Collected data
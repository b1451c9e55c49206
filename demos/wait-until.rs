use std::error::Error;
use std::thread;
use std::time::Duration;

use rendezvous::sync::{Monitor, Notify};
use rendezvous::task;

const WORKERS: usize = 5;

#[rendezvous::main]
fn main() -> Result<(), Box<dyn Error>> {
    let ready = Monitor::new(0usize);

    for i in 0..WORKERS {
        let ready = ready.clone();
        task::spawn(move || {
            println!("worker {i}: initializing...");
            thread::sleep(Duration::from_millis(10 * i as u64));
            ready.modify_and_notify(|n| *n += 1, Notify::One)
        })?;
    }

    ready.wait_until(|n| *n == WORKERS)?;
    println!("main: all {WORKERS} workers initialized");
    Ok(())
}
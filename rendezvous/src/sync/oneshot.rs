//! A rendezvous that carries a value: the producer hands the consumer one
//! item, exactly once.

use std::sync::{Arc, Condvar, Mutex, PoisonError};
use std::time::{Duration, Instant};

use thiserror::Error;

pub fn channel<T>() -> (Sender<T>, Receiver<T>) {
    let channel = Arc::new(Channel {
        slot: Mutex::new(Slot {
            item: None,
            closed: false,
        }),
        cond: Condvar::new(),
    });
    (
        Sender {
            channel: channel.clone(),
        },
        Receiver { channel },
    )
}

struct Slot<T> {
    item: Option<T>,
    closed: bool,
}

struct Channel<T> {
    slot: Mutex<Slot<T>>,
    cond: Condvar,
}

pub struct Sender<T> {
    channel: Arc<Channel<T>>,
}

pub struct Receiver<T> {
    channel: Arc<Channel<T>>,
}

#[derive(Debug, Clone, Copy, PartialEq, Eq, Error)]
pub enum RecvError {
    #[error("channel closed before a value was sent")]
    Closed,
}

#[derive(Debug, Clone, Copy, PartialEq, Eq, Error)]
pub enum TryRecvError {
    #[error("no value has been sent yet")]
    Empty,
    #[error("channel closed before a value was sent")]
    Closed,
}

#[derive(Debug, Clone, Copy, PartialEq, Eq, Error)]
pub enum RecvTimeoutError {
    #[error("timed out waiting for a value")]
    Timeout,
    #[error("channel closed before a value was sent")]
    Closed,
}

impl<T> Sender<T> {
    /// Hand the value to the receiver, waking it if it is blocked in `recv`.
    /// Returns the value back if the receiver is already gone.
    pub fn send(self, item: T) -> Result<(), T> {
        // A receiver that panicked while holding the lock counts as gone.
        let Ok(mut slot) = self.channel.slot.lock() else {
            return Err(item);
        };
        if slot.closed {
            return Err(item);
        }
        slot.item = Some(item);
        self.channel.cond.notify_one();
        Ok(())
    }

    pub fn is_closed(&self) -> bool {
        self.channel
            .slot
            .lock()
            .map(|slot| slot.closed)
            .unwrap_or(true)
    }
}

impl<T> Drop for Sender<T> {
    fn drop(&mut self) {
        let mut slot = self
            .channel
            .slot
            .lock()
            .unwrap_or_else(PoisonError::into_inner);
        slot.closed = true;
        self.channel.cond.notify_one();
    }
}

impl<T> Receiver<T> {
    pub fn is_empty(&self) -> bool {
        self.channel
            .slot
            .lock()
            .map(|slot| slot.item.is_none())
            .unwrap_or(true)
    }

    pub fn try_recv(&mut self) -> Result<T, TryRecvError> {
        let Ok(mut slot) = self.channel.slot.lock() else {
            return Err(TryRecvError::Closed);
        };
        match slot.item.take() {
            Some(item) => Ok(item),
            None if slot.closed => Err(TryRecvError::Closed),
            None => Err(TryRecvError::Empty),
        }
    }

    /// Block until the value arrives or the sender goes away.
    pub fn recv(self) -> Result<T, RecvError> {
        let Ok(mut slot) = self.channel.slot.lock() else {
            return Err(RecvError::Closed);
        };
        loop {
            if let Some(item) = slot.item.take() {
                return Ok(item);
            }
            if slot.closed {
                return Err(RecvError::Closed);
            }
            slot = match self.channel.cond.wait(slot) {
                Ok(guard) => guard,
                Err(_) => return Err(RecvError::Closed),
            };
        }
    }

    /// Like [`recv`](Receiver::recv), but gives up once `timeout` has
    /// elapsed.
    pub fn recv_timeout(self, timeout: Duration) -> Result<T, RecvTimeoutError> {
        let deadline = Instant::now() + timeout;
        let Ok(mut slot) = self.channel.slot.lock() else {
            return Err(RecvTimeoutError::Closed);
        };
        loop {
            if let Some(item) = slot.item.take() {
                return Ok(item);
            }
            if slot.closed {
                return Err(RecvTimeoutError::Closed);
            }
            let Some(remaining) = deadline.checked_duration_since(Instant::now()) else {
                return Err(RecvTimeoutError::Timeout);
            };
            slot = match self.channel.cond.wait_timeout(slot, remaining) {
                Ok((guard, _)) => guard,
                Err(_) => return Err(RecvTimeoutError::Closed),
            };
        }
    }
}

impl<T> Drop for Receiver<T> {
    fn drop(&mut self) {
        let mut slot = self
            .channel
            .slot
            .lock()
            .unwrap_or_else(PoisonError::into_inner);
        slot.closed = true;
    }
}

• [Task details]: Write each line of the data down again exactly as it reads.

• [Written response]:
repository b1451c9e55c49206
filename demos/wait-until.rs
use std::error::Error;
use std::thread;
use std::time::Duration;

use rendezvous::sync::{Monitor, Notify};
use rendezvous::task;

const WORKERS: usize = 5;

#[rendezvous::main]
fn main() -> Result<(), Box<dyn Error>> {
    let ready = Monitor::new(0usize);

    for i in 0..WORKERS {
        let ready = ready.clone();
        task::spawn(move || {
            println!("worker {i}: initializing...");
            thread::sleep(Duration::from_millis(10 * i as u64));
            ready.modify_and_notify(|n| *n += 1, Notify::One)
        })?;
    }

    ready.wait_until(|n| *n == WORKERS)?;
    println!("main: all {WORKERS} workers initialized");
    Ok(())
}
filename rendezvous/src/sync/oneshot.rs
//! A rendezvous that carries a value: the producer hands the consumer one
//! item, exactly once.

use std::sync::{Arc, Condvar, Mutex, PoisonError};
use std::time::{Duration, Instant};

use thiserror::Error;

pub fn channel<T>() -> (Sender<T>, Receiver<T>) {
    let channel = Arc::new(Channel {
        slot: Mutex::new(Slot {
            item: None,
            closed: false,
        }),
        cond: Condvar::new(),
    });
    (
        Sender {
            channel: channel.clone(),
        },
        Receiver { channel },
    )
}

struct Slot<T> {
    item: Option<T>,
    closed: bool,
}

struct Channel<T> {
    slot: Mutex<Slot<T>>,
    cond: Condvar,
}

pub struct Sender<T> {
    channel: Arc<Channel<T>>,
}

pub struct Receiver<T> {
    channel: Arc<Channel<T>>,
}

#[derive(Debug, Clone, Copy, PartialEq, Eq, Error)]
pub enum RecvError {
    #[error("channel closed before a value was sent")]
    Closed,
}

#[derive(Debug, Clone, Copy, PartialEq, Eq, Error)]
pub enum TryRecvError {
    #[error("no value has been sent yet")]
    Empty,
    #[error("channel closed before a value was sent")]
    Closed,
}

#[derive(Debug, Clone, Copy, PartialEq, Eq, Error)]
pub enum RecvTimeoutError {
    #[error("timed out waiting for a value")]
    Timeout,
    #[error("channel closed before a value was sent")]
    Closed,
}

impl<T> Sender<T> {
    /// Hand the value to the receiver, waking it if it is blocked in `recv`.
    /// Returns the value back if the receiver is already gone.
    pub fn send(self, item: T) -> Result<(), T> {
        // A receiver that panicked while holding the lock counts as gone.
        let Ok(mut slot) = self.channel.slot.lock() else {
            return Err(item);
        };
        if slot.closed {
            return Err(item);
        }
        slot.item = Some(item);
        self.channel.cond.notify_one();
        Ok(())
    }

    pub fn is_closed(&self) -> bool {
        self.channel
            .slot
            .lock()
            .map(|slot| slot.closed)
            .unwrap_or(true)
    }
}

impl<T> Drop for Sender<T> {
    fn drop(&mut self) {
        let mut slot = self
            .channel
            .slot
            .lock()
            .unwrap_or_else(PoisonError::into_inner);
        slot.closed = true;
        self.channel.cond.notify_one();
    }
}

impl<T> Receiver<T> {
    pub fn is_empty(&self) -> bool {
        self.channel
            .slot
            .lock()
            .map(|slot| slot.item.is_none())
            .unwrap_or(true)
    }

    pub fn try_recv(&mut self) -> Result<T, TryRecvError> {
        let Ok(mut slot) = self.channel.slot.lock() else {
            return Err(TryRecvError::Closed);
        };
        match slot.item.take() {
            Some(item) => Ok(item),
            None if slot.closed => Err(TryRecvError::Closed),
            None => Err(TryRecvError::Empty),
        }
    }

    /// Block until the value arrives or the sender goes away.
    pub fn recv(self) -> Result<T, RecvError> {
        let Ok(mut slot) = self.channel.slot.lock() else {
            return Err(RecvError::Closed);
        };
        loop {
            if let Some(item) = slot.item.take() {
                return Ok(item);
            }
            if slot.closed {
                return Err(RecvError::Closed);
            }
            slot = match self.channel.cond.wait(slot) {
                Ok(guard) => guard,
                Err(_) => return Err(RecvError::Closed),
            };
        }
    }

    /// Like [`recv`](Receiver::recv), but gives up once `timeout` has
    /// elapsed.
    pub fn recv_timeout(self, timeout: Duration) -> Result<T, RecvTimeoutError> {
        let deadline = Instant::now() + timeout;
        let Ok(mut slot) = self.channel.slot.lock() else {
            return Err(RecvTimeoutError::Closed);
        };
        loop {
            if let Some(item) = slot.item.take() {
                return Ok(item);
            }
            if slot.closed {
                return Err(RecvTimeoutError::Closed);
            }
            let Some(remaining) = deadline.checked_duration_since(Instant::now()) else {
                return Err(RecvTimeoutError::Timeout);
            };
            slot = match self.channel.cond.wait_timeout(slot, remaining) {
                Ok((guard, _)) => guard,
                Err(_) => return Err(RecvTimeoutError::Closed),
            };
        }
    }
}

impl<T> Drop for Receiver<T> {
    fn drop(&mut self) {
        let mut slot = self
            .channel
            .slot
            .lock()
            .unwrap_or_else(PoisonError::into_inner);
        slot.closed = true;
    }
}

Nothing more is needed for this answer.